From the entries below, copy exactly the lines from the one that contains "let Some(record) = ctx.record(info.record) else" through the one that contains "let member_changes = members", both included, and only those.

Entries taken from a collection
====

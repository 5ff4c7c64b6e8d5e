//! Module-level analysis: one pass over a translation unit's function
//! definitions, dispatched by mode.
//!
//! The mode set is closed, so the visitor is a tagged enum rather than a
//! trait hierarchy: each variant owns the state its mode accumulates, the
//! two hooks (`on_function` / `on_method`) fold one definition into that
//! state, and `finish` renders the diagnostics.

pub mod state;

use std::collections::BTreeSet;
use std::fmt;
use std::str::FromStr;

use serde::Serialize;
use tracing::debug;

use crate::ast::{AstContext, DeclId, FunctionDecl, Stmt, TranslationUnit};
use crate::collect::{
    context_variables, is_plain_method, member_variables, record_methods,
};
use crate::diagnostics::{Diagnostic, DiagnosticBag};
use crate::error::ConstifyError;
use crate::scope::ScopeSummary;

pub use state::PseudoConstState;

/// Analysis mode selector. The first four are debug aids emitting notes;
/// `PseudoConst` is the production analysis emitting warnings.
#[derive(Debug, Clone, Copy, PartialEq, Eq, Default)]
pub enum AnalysisMode {
    FunctionDeclarations,
    VariableDeclarations,
    VariableChanges,
    VariableUsages,
    #[default]
    PseudoConst,
}

impl AnalysisMode {
    pub const ALL: [AnalysisMode; 5] = [
        AnalysisMode::FunctionDeclarations,
        AnalysisMode::VariableDeclarations,
        AnalysisMode::VariableChanges,
        AnalysisMode::VariableUsages,
        AnalysisMode::PseudoConst,
    ];

    pub fn as_str(self) -> &'static str {
        match self {
            AnalysisMode::FunctionDeclarations => "function-declarations",
            AnalysisMode::VariableDeclarations => "variable-declarations",
            AnalysisMode::VariableChanges => "variable-changes",
            AnalysisMode::VariableUsages => "variable-usages",
            AnalysisMode::PseudoConst => "pseudo-const",
        }
    }
}

impl fmt::Display for AnalysisMode {
    fn fmt(&self, f: &mut fmt::Formatter<'_>) -> fmt::Result {
        f.write_str(self.as_str())
    }
}

impl FromStr for AnalysisMode {
    type Err = ConstifyError;

    fn from_str(s: &str) -> Result<Self, Self::Err> {
        Self::ALL
            .into_iter()
            .find(|m| m.as_str() == s)
            .ok_or_else(|| {
                ConstifyError::invalid_argument(format!(
                    "unknown analysis mode '{}' (expected one of: {})",
                    s,
                    Self::ALL.map(|m| m.as_str()).join(", ")
                ))
            })
    }
}

/// Counters describing one analysis run.
#[derive(Debug, Clone, Default, Serialize)]
pub struct AnalysisStats {
    pub functions_visited: usize,
    pub variable_candidates: usize,
    pub variables_disqualified: usize,
    pub const_method_candidates: usize,
    pub static_method_candidates: usize,
}

/// Diagnostics plus counters for one translation unit.
#[derive(Debug)]
pub struct AnalysisOutcome {
    pub diagnostics: Vec<Diagnostic>,
    pub stats: AnalysisStats,
}

/// Analyze one translation unit in the given mode.
pub fn analyze_unit(tu: &TranslationUnit, mode: AnalysisMode) -> AnalysisOutcome {
    let ctx = AstContext::new(tu);
    let mut visitor = ModuleVisitor::new(mode);
    let mut functions_visited = 0usize;

    for f in ctx.function_definitions() {
        functions_visited += 1;
        debug!(function = %f.name, mode = %mode, "analyzing definition");
        if f.method.is_some() {
            visitor.on_method(&ctx, f);
        } else {
            visitor.on_function(&ctx, f);
        }
    }

    let (diags, mut stats) = visitor.finish(&ctx);
    stats.functions_visited = functions_visited;
    AnalysisOutcome {
        diagnostics: diags.into_vec(),
        stats,
    }
}

/// True iff any subexpression of the body is the enclosing-instance
/// expression, implicit member-access bases included.
fn body_mentions_enclosing_instance(body: &Stmt) -> bool {
    let mut found = false;
    body.for_each_expr(&mut |e| {
        if matches!(e.kind, crate::ast::ExprKind::This) {
            found = true;
        }
    });
    found
}

/// Per-mode accumulated state. One visitor lives for the whole unit.
enum ModuleVisitor {
    FunctionDeclarations {
        functions: Vec<DeclId>,
    },
    VariableDeclarations {
        variables: BTreeSet<DeclId>,
    },
    VariableChanges {
        summaries: Vec<ScopeSummary>,
    },
    VariableUsages {
        summaries: Vec<ScopeSummary>,
    },
    PseudoConst {
        state: PseudoConstState,
        const_candidates: BTreeSet<DeclId>,
        static_candidates: BTreeSet<DeclId>,
    },
}

impl ModuleVisitor {
    fn new(mode: AnalysisMode) -> Self {
        match mode {
            AnalysisMode::FunctionDeclarations => Self::FunctionDeclarations {
                functions: Vec::new(),
            },
            AnalysisMode::VariableDeclarations => Self::VariableDeclarations {
                variables: BTreeSet::new(),
            },
            AnalysisMode::VariableChanges => Self::VariableChanges {
                summaries: Vec::new(),
            },
            AnalysisMode::VariableUsages => Self::VariableUsages {
                summaries: Vec::new(),
            },
            AnalysisMode::PseudoConst => Self::PseudoConst {
                state: PseudoConstState::new(),
                const_candidates: BTreeSet::new(),
                static_candidates: BTreeSet::new(),
            },
        }
    }

    fn on_function(&mut self, ctx: &AstContext, f: &FunctionDecl) {
        let Some(body) = f.body.as_ref() else {
            return;
        };
        match self {
            Self::FunctionDeclarations { functions } => functions.push(f.id),
            Self::VariableDeclarations { variables } => {
                variables.extend(context_variables(ctx, f, false));
            }
            Self::VariableChanges { summaries } | Self::VariableUsages { summaries } => {
                summaries.push(ScopeSummary::analyze(ctx, body));
            }
            Self::PseudoConst { state, .. } => {
                let summary = ScopeSummary::analyze(ctx, body);
                for v in context_variables(ctx, f, false) {
                    state.update_variable(ctx, &summary, v);
                }
            }
        }
    }

    fn on_method(&mut self, ctx: &AstContext, f: &FunctionDecl) {
        let Some(body) = f.body.as_ref() else {
            return;
        };
        let Some(info) = f.method.as_ref() else {
            return;
        };
        match self {
            Self::FunctionDeclarations { functions } => functions.push(f.id),
            Self::VariableDeclarations { variables } => {
                variables.extend(context_variables(ctx, f, !is_plain_method(f)));
                if let Some(record) = ctx.record(info.record) {
                    variables.extend(member_variables(record));
                }
            }
            Self::VariableChanges { summaries } | Self::VariableUsages { summaries } => {
                summaries.push(ScopeSummary::analyze(ctx, body));
            }
            Self::PseudoConst {
                state,
                const_candidates,
                static_candidates,
            } => {
                let Some(record) = ctx.record(info.record) else {
                    return;
                };
                let summary = ScopeSummary::analyze(ctx, body);
                let members = member_variables(record);

                // Variables first.
                for v in context_variables(ctx, f, !is_plain_method(f)) {
                    state.update_variable(ctx, &summary, v);
                }
                for v in &members {
                    state.update_variable(ctx, &summary, *v);
                }

                // Then the method itself.
                if !(is_plain_method(f)
                    && !info.is_virtual
                    && !info.is_static
                    && info.is_user_provided)
                {
                    return;
                }
                let peers = record_methods(record);

                let member_changes = members
                    .iter()
                    .filter(|v| summary.was_changed(**v))
                    .count();
                let mutating_peer_refs = peers
                    .iter()
                    .filter(|m| {
                        is_mutating_method(ctx, **m) && summary.was_referenced(**m)
                    })
                    .count();
                if member_changes != 0 || mutating_peer_refs != 0 {
                    return;
                }

                // Mutates nothing; it might even be static.
                let member_reads = members
                    .iter()
                    .filter(|v| summary.was_referenced(**v))
                    .count();
                let instance_peer_refs = peers
                    .iter()
                    .filter(|m| {
                        is_instance_method(ctx, **m) && summary.was_referenced(**m)
                    })
                    .count();
                if member_reads == 0
                    && instance_peer_refs == 0
                    && !body_mentions_enclosing_instance(body)
                {
                    static_candidates.insert(f.id);
                } else if !info.is_const {
                    const_candidates.insert(f.id);
                }
            }
        }
    }

    fn finish(self, ctx: &AstContext) -> (DiagnosticBag, AnalysisStats) {
        let mut diags = DiagnosticBag::new();
        let mut stats = AnalysisStats::default();
        match self {
            Self::FunctionDeclarations { functions } => {
                for id in functions {
                    if let (Some(name), Some(loc)) = (ctx.decl_name(id), ctx.decl_loc(id)) {
                        diags.function_declared_here(name, loc.clone());
                    }
                }
            }
            Self::VariableDeclarations { variables } => {
                for id in variables {
                    if let (Some(name), Some(loc)) = (ctx.decl_name(id), ctx.decl_loc(id)) {
                        diags.variable_declared_here(name, loc.clone());
                    }
                }
            }
            Self::VariableChanges { summaries } => {
                for summary in &summaries {
                    summary.dump_changes(ctx, &mut diags);
                }
            }
            Self::VariableUsages { summaries } => {
                for summary in &summaries {
                    summary.dump_accesses(ctx, &mut diags);
                }
            }
            Self::PseudoConst {
                state,
                const_candidates,
                static_candidates,
            } => {
                stats.variable_candidates = state.candidate_count();
                stats.variables_disqualified = state.disqualified_count();
                stats.const_method_candidates = const_candidates.len();
                stats.static_method_candidates = static_candidates.len();

                for id in state.candidates() {
                    if !ctx.decl_in_main_file(id) {
                        continue;
                    }
                    if let (Some(name), Some(loc)) = (ctx.decl_name(id), ctx.decl_loc(id)) {
                        diags.variable_could_be_const(name, loc.clone());
                    }
                }
                for id in const_candidates {
                    if !ctx.decl_in_main_file(id) {
                        continue;
                    }
                    if let (Some(name), Some(loc)) = (ctx.decl_name(id), ctx.decl_loc(id)) {
                        diags.function_could_be_const(name, loc.clone());
                    }
                }
                for id in static_candidates {
                    if !ctx.decl_in_main_file(id) {
                        continue;
                    }
                    if let (Some(name), Some(loc)) = (ctx.decl_name(id), ctx.decl_loc(id)) {
                        diags.function_could_be_static(name, loc.clone());
                    }
                }
            }
        }
        (diags, stats)
    }
}

/// A peer that can mutate the object: neither static nor const.
fn is_mutating_method(ctx: &AstContext, id: DeclId) -> bool {
    ctx.function(id)
        .and_then(|f| f.method.as_ref())
        .is_some_and(|m| !m.is_static && !m.is_const)
}

/// Any instance peer, const ones included.
fn is_instance_method(ctx: &AstContext, id: DeclId) -> bool {
    ctx.function(id)
        .and_then(|f| f.method.as_ref())
        .is_some_and(|m| !m.is_static)
}

#[cfg(test)]
mod tests {
    use super::*;

    #[test]
    fn test_mode_round_trip() {
        for mode in AnalysisMode::ALL {
            assert_eq!(mode.as_str().parse::<AnalysisMode>().unwrap(), mode);
        }
    }

    #[test]
    fn test_unknown_mode_is_fatal() {
        let err = "pseudo-static".parse::<AnalysisMode>().unwrap_err();
        assert!(matches!(err, ConstifyError::InvalidArgument { .. }));
        assert!(!err.is_recoverable());
    }

    #[test]
    fn test_default_mode() {
        assert_eq!(AnalysisMode::default(), AnalysisMode::PseudoConst);
    }
}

====

Your response:
                let Some(record) = ctx.record(info.record) else {
                    return;
                };
                let summary = ScopeSummary::analyze(ctx, body);
                let members = member_variables(record);

                // Variables first.
                for v in context_variables(ctx, f, !is_plain_method(f)) {
                    state.update_variable(ctx, &summary, v);
                }
                for v in &members {
                    state.update_variable(ctx, &summary, *v);
                }

                // Then the method itself.
                if !(is_plain_method(f)
                    && !info.is_virtual
                    && !info.is_static
                    && info.is_user_provided)
                {
                    return;
                }
                let peers = record_methods(record);

                let member_changes = members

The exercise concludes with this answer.